Protect-A-Bed®
- Industry: Retail, Bedding
- Headquarters: United States, Australia, and more...
- Products: Mattress protection products
- Website: www.protect-a-bed.com

= Protect-A-Bed =

Bedding products company

Protect-A-Bed® is a manufacturer and distributor of bedding products (including mattress protectors, encasements, and pillows) that help protect against bed bugs, dust and allergens. Protect-A-Bed products are available in 45 countries. Protect-A-Bed supplies mattress and pillow protectors to 7 of the 11 top bedding specialists in the United States, several of the top 100 U.S. furniture chains, and all the major distributors in the pest control industry and hospitality industry. Protect-A-Bed products are also sold by national retailers including Target, Kohl's, and Costco. The company currently has in excess of 7,000 furniture and bedding store clients in the United States as well as serving pest control and hospitality markets with bedding protection products. Protect-A-Bed is the developer of Miracle Membrane®, a proprietary membrane, which is waterproof and protects against liquids, as well as the patented BugLock® with SecureSeal® and three-sided zipper system for encasements. Protect-A-Bed products are listed as Class 1 Medical Devices with the Food and Drug Administration (Malaysia), and have received the Good Housekeeping Seal.

==History==
Protect-A-Bed's mattress protector was originally developed and introduced in South Africa in 1980 under the name SnugFit. Protect-A-Bed was incorporated in 2000 to distribute unique waterproof mattress protectors in the United States. By 2003, the business had grown to revenues in excess of $3.5 million and was represented in 40 states. Early in 2004, Protect-A-Bed established operations in Chicago to further facilitate the growing distribution needs in the United States.

==2011 to present==
Protect-A-Bed moved its corporate headquarters from Northbrook, Illinois to Wheeling, IL in the summer of 2011.

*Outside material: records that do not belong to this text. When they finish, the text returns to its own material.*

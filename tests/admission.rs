use std::env;
use std::sync::atomic::{AtomicUsize, Ordering};
use std::sync::Arc;
use std::thread;
use std::time::{Duration, Instant};

use rate_admission::ratelimit::{
    AdmissionBackend, RecordPolicy, RedisCounterStore, SlidingWindowConfig, SlidingWindowLimiter,
    StoreCounter,
};

fn ms(n: u64) -> Duration {
    Duration::from_millis(n)
}

fn redis_url() -> Option<String> {
    env::var("REDIS_URL").ok()
}

#[test]
fn steady_arrival_is_never_denied() {
    let limiter = SlidingWindowLimiter::from_durations(ms(100), ms(1000), 10).unwrap();
    let t0 = Instant::now();

    // One request per 100ms never puts more than 10 in any trailing second
    for i in 0..100 {
        assert!(limiter.allow_at("steady", t0 + ms(i * 100)), "request {i}");
    }
}

#[test]
fn burst_then_drain_in_real_time() {
    let limiter = SlidingWindowLimiter::from_durations(ms(50), ms(200), 5).unwrap();

    for _ in 0..5 {
        assert!(limiter.allow("burst"));
    }
    assert!(!limiter.allow("burst"));

    thread::sleep(ms(250));
    assert!(limiter.allow("burst"));
}

#[test]
fn reference_scenario_with_sleeps() {
    let limiter = SlidingWindowLimiter::from_durations(ms(100), ms(1000), 10).unwrap();
    let key = "127.0.0.1";

    for _ in 0..5 {
        assert!(!limiter.is_limited(key));
    }
    assert_eq!(limiter.aggregate(key), Some(5));

    thread::sleep(ms(100));
    for _ in 0..5 {
        assert!(!limiter.is_limited(key));
    }
    assert_eq!(limiter.aggregate(key), Some(10));
    assert!(limiter.is_limited(key));

    thread::sleep(ms(1000));
    for _ in 0..7 {
        assert!(!limiter.is_limited(key));
    }
    let slots = limiter.slots(key);
    assert_eq!(slots.len(), 1);
    assert_eq!(slots[0].count(), 7);
}

#[test]
fn concurrent_callers_never_exceed_budget() {
    let limiter = SlidingWindowLimiter::from_durations(ms(100), ms(60_000), 50).unwrap();
    let admitted = AtomicUsize::new(0);

    thread::scope(|s| {
        for _ in 0..16 {
            s.spawn(|| {
                for _ in 0..100 {
                    if limiter.allow("hot") {
                        admitted.fetch_add(1, Ordering::Relaxed);
                    }
                }
            });
        }
    });

    assert_eq!(admitted.load(Ordering::Relaxed), 50);
    // Denied requests are recorded too
    assert_eq!(limiter.aggregate("hot"), Some(1600));
}

#[test]
fn concurrent_callers_with_admitted_only_policy() {
    let limiter = SlidingWindowLimiter::new(SlidingWindowConfig {
        slot_duration_ms: 100,
        window_duration_ms: 60_000,
        max_requests: 50,
        record_policy: RecordPolicy::AdmittedOnly,
        sweep_interval_ms: None,
    })
    .unwrap();
    let admitted = AtomicUsize::new(0);

    thread::scope(|s| {
        for _ in 0..16 {
            s.spawn(|| {
                for _ in 0..100 {
                    if limiter.allow("hot") {
                        admitted.fetch_add(1, Ordering::Relaxed);
                    }
                }
            });
        }
    });

    assert_eq!(admitted.load(Ordering::Relaxed), 50);
    assert_eq!(limiter.aggregate("hot"), Some(50));
}

#[test]
fn concurrent_keys_do_not_interfere() {
    let limiter = SlidingWindowLimiter::from_durations(ms(100), ms(60_000), 20).unwrap();

    thread::scope(|s| {
        for t in 0..8 {
            let limiter = &limiter;
            s.spawn(move || {
                let key = format!("user-{t}");
                let admitted = (0..40).filter(|_| limiter.allow(&key)).count();
                assert_eq!(admitted, 20);
            });
        }
    });

    assert_eq!(limiter.key_count(), 8);
}

#[tokio::test]
async fn shared_limiter_across_tasks() {
    let limiter = Arc::new(SlidingWindowLimiter::from_durations(ms(100), ms(60_000), 30).unwrap());

    let tasks = (0..10).map(|_| {
        let limiter = Arc::clone(&limiter);
        tokio::spawn(async move {
            let mut admitted: usize = 0;
            for _ in 0..10 {
                if AdmissionBackend::allow(&*limiter, "shared").await.unwrap() {
                    admitted += 1;
                }
            }
            admitted
        })
    });

    let total: usize = futures::future::join_all(tasks)
        .await
        .into_iter()
        .map(|r| r.unwrap())
        .sum();
    assert_eq!(total, 30);
}

#[tokio::test]
async fn redis_store_counter_enforces_budget() {
    let Some(url) = redis_url() else {
        return;
    };

    let store = Arc::new(RedisCounterStore::connect(&url).await.unwrap());
    let prefix = format!("rate_admission_test_{}_", rand::random::<u64>());
    let counter = StoreCounter::new(store, 3).with_prefix(prefix);

    let bucket = counter.bucket_key("user");
    let mut admitted = 0;
    for _ in 0..5 {
        if counter.allow("user").await.unwrap() {
            admitted += 1;
        }
    }

    if counter.bucket_key("user") == bucket {
        assert_eq!(admitted, 3);
    }

    // Buckets expire after a second
    tokio::time::sleep(ms(2100)).await;
    assert!(counter.allow("user").await.unwrap());
}

#[tokio::test]
async fn redis_bucket_gets_expiry_with_first_increment() {
    let Some(url) = redis_url() else {
        return;
    };

    let store = Arc::new(RedisCounterStore::connect(&url).await.unwrap());
    let prefix = format!("rate_admission_test_{}_", rand::random::<u64>());
    let counter = StoreCounter::new(store, 3)
        .with_prefix(prefix)
        .with_expiry(ms(5000));

    let bucket = counter.bucket_key("user");
    assert!(counter.allow("user").await.unwrap());

    let mut connection = redis::Client::open(url.as_str())
        .unwrap()
        .get_multiplexed_async_connection()
        .await
        .unwrap();
    let ttl: i64 = redis::cmd("PTTL")
        .arg(&bucket)
        .query_async(&mut connection)
        .await
        .unwrap();

    if counter.bucket_key("user") == bucket {
        assert!(ttl > 0 && ttl <= 5000, "ttl {ttl}");
    }
}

iPhone and Android app that launched in early 2011, called Bed Bugs 101, to serve as a mobile consumer reference guide on bed bugs. In July 2011, Protect-A-Bed released an iPhone game called Bed Bug Plague, that serves as an interactive bed bug elimination game.

Protect-A-Bed was acquired by SureFit Home Decor, an Alburtis, Pennsylvania-based textiles supplier, in 2018.
Protect-A-Bed was acquired by Keeco, LLC, a Hayward, California-based supplier, in 2021.

==Overseas markets==

Protect-A-Bed operates offices around the world in the United Kingdom, Australia, New Zealand, Canada, China, South Africa, Norway, Costa Rica, Nicaragua, El Salvador, Honduras, Guatemala, Brazil, Colombia, Ecuador, Panama, Malaysia, Indonesia, Singapore, Korea, United Arab Emirates, Oman, Saudi Arabia, Qatar, Kuwait, and the Caribbean. The Protect-A-Bed product is represented by distributors in 45 countries across the world, including a joint venture in China, Hong Kong and Taiwan, and more recently, opening a distribution in India, Russia and Singapore.